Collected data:
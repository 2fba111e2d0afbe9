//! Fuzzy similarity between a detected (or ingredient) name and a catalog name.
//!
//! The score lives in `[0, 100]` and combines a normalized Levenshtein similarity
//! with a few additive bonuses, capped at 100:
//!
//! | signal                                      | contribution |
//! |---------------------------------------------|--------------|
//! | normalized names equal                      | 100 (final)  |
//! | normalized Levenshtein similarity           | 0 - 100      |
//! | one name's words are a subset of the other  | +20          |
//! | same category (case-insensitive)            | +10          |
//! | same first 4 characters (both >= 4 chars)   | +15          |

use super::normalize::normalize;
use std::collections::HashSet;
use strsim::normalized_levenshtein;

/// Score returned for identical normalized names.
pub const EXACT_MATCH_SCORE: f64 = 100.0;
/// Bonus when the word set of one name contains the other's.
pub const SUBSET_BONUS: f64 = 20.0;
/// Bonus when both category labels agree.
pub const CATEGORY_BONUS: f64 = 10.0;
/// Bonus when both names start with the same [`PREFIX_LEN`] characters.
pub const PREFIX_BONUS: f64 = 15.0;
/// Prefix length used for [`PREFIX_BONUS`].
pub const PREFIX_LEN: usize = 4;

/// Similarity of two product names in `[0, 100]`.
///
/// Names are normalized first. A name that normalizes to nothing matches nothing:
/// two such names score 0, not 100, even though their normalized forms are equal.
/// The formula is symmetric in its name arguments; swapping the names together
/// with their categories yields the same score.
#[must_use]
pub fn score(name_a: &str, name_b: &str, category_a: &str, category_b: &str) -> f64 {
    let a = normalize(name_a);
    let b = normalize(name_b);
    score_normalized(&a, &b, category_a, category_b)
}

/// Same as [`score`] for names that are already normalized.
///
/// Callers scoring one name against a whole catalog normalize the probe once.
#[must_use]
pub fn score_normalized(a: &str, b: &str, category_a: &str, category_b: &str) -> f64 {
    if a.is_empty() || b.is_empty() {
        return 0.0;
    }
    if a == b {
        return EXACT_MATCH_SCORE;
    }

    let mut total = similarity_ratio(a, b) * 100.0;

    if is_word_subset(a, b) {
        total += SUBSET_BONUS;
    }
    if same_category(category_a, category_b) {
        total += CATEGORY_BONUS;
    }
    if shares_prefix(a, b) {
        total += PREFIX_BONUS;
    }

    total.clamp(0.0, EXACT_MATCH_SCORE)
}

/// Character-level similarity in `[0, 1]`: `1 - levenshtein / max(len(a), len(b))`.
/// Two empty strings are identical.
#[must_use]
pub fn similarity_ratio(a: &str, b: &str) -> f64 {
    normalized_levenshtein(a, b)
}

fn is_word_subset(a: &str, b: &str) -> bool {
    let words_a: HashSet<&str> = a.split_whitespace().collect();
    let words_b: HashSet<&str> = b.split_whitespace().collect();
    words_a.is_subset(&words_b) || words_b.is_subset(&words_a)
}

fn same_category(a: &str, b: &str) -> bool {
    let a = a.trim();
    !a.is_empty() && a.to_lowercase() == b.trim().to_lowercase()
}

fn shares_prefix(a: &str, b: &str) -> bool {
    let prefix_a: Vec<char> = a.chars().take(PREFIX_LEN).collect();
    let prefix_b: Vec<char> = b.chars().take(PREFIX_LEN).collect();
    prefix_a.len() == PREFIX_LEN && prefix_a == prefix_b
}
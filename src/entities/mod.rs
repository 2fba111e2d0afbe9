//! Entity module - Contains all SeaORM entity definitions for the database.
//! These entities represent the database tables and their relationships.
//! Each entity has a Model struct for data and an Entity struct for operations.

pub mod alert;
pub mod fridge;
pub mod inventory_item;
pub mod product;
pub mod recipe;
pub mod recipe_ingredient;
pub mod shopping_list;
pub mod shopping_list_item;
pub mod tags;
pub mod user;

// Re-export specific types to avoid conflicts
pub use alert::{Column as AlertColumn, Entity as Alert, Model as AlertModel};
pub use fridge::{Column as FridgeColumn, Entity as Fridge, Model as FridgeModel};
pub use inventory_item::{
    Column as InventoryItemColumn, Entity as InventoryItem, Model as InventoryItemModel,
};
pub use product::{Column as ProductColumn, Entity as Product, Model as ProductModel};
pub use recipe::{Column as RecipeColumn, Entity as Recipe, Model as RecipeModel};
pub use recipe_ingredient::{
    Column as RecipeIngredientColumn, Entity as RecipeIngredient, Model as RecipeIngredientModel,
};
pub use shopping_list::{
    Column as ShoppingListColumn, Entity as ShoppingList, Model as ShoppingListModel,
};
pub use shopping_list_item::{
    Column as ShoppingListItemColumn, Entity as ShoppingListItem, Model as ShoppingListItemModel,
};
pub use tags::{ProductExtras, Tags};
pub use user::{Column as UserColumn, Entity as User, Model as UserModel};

> _Exercise_
List all lines above in which the string "HashSet" appears.

> _Solution below_
use std::collections::HashSet;
    let words_a: HashSet<&str> = a.split_whitespace().collect();
    let words_b: HashSet<&str> = b.split_whitespace().collect();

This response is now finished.